From the entries that follow, report every line in which "contains" occurs.

=== Begin Enclosure ===

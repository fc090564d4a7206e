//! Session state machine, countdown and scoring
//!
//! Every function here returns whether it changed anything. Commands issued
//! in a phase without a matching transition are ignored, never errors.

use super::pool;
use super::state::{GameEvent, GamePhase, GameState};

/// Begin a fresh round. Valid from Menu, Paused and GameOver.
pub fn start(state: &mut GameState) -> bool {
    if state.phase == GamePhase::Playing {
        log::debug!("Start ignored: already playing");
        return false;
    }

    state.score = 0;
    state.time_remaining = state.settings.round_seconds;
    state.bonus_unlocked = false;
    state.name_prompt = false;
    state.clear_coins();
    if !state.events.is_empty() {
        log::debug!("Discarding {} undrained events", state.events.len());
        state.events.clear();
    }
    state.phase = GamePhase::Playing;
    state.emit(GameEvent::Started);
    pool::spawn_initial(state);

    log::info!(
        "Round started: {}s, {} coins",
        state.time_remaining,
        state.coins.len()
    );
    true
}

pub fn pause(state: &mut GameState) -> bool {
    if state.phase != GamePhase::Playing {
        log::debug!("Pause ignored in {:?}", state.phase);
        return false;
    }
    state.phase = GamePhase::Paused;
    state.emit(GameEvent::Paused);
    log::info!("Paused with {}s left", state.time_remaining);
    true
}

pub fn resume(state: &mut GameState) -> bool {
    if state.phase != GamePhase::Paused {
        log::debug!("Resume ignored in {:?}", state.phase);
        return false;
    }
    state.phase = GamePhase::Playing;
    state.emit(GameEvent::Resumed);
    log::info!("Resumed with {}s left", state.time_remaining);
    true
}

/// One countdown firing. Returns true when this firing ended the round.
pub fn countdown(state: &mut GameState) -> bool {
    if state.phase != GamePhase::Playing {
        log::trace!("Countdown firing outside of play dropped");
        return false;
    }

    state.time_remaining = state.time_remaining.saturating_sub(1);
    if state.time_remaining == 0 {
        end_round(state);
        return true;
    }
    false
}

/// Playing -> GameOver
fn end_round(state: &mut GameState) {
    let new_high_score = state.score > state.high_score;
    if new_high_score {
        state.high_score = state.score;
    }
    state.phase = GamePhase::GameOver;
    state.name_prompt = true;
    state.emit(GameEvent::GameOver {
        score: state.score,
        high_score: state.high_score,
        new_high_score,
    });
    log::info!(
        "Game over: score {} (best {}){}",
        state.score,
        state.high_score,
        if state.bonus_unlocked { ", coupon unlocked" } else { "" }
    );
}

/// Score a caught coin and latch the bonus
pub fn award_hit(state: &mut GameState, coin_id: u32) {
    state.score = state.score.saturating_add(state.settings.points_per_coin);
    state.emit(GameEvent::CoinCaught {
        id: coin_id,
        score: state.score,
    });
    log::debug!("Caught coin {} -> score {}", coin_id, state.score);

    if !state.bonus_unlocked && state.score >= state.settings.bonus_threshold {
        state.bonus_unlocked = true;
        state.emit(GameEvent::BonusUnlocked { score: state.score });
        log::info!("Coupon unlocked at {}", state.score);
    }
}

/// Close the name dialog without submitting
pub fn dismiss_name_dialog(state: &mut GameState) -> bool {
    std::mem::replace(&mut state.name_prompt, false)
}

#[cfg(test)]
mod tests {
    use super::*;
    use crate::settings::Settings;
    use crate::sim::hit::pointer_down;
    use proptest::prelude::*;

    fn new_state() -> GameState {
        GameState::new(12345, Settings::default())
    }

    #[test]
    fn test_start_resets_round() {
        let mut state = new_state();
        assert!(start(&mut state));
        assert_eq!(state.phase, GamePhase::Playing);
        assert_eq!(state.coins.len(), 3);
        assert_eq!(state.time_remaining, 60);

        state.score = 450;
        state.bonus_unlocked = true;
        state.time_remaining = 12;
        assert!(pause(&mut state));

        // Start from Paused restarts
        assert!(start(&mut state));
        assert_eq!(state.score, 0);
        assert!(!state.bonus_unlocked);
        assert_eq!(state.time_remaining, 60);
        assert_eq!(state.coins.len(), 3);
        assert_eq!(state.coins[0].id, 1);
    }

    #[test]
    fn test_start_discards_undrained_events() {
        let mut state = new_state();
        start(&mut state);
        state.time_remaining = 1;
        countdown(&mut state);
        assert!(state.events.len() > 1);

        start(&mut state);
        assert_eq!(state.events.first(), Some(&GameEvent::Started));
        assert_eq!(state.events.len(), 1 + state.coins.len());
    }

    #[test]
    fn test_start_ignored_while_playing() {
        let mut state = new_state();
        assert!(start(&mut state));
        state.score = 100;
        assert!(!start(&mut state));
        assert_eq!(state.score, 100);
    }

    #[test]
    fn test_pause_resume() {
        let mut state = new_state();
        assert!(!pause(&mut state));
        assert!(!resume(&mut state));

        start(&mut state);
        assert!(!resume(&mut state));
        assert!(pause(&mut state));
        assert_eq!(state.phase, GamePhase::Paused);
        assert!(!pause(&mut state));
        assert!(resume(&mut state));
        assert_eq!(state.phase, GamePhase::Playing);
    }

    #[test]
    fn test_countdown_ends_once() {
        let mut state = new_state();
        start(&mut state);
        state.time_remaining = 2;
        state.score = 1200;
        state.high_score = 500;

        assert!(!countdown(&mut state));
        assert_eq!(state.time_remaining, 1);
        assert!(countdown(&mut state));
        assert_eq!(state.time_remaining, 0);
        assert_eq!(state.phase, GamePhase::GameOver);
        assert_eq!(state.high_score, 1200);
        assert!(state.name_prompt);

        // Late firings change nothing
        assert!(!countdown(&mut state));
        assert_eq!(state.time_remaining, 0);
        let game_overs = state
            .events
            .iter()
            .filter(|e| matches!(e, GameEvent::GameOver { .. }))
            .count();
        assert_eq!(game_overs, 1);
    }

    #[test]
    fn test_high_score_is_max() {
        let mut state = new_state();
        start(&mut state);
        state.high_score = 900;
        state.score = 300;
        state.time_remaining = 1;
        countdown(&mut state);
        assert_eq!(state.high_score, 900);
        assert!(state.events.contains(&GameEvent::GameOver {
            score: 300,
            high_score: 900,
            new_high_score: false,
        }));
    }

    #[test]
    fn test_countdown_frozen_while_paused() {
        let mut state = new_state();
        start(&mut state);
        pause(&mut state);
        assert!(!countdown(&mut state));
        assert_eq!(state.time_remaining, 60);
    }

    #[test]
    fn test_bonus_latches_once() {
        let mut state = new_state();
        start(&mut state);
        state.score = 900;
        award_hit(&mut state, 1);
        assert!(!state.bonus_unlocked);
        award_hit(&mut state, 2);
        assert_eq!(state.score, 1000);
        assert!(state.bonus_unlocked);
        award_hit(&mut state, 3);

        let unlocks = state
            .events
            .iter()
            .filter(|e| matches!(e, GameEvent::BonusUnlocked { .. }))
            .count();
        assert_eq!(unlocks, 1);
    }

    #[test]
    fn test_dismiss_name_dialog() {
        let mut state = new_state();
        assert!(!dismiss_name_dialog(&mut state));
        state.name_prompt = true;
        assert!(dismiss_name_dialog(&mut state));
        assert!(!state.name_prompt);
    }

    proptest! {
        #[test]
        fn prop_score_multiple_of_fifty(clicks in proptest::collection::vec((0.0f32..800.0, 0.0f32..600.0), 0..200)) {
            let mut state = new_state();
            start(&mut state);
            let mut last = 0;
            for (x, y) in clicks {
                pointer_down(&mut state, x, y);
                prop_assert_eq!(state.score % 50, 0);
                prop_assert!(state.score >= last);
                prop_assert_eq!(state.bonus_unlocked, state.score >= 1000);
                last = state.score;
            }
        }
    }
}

=== End Enclosure ===
=== Begin Enclosure ===

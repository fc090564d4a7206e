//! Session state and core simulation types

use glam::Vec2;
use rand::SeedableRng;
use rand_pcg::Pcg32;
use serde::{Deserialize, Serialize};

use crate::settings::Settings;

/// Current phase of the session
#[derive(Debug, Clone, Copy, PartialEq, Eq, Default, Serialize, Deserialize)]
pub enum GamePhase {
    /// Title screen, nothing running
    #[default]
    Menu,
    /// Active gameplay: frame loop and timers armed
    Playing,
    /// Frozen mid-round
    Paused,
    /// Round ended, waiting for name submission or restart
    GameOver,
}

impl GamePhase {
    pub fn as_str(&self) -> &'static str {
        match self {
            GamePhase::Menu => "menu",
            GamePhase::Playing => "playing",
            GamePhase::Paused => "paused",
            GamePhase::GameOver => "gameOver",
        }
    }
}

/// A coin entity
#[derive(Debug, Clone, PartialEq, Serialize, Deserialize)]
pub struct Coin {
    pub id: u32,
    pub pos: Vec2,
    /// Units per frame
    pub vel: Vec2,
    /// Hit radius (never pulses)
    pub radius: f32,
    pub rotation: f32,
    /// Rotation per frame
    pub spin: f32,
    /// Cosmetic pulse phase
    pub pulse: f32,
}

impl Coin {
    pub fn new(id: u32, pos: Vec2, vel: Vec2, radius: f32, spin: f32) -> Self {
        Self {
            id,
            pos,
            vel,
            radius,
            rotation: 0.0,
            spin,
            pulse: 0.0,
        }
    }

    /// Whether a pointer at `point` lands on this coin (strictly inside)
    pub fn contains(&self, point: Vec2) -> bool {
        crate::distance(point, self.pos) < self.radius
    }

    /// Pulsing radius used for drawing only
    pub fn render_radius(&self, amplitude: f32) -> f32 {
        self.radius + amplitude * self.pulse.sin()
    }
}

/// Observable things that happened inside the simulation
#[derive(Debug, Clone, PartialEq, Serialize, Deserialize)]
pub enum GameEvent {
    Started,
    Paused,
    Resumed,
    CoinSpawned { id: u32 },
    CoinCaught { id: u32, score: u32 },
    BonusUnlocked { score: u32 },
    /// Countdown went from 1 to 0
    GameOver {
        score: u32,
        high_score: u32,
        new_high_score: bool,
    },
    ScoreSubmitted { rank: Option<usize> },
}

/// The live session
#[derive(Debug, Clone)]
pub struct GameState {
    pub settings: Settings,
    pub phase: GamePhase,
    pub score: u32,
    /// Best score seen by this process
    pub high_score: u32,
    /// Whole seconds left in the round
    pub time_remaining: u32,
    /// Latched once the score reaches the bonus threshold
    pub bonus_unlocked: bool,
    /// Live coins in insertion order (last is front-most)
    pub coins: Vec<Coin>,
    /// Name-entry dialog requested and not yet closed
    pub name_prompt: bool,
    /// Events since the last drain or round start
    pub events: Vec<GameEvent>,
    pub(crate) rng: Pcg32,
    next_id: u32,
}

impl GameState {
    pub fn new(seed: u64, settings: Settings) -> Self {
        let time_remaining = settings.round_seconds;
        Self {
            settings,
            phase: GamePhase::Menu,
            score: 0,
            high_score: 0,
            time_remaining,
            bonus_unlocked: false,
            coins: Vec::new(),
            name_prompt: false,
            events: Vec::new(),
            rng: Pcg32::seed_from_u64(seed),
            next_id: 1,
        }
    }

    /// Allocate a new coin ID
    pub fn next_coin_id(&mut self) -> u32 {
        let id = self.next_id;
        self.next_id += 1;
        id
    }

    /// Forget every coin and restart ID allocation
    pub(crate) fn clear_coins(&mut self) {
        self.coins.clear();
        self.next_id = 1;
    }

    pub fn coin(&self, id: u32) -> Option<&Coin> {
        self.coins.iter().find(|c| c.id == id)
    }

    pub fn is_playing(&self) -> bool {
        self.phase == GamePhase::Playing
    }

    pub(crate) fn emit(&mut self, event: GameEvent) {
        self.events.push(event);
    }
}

=== End Enclosure ===

■ **ANSWER TO THIS PROBLEM**:
        assert!(state.events.contains(&GameEvent::GameOver {
    pub fn contains(&self, point: Vec2) -> bool {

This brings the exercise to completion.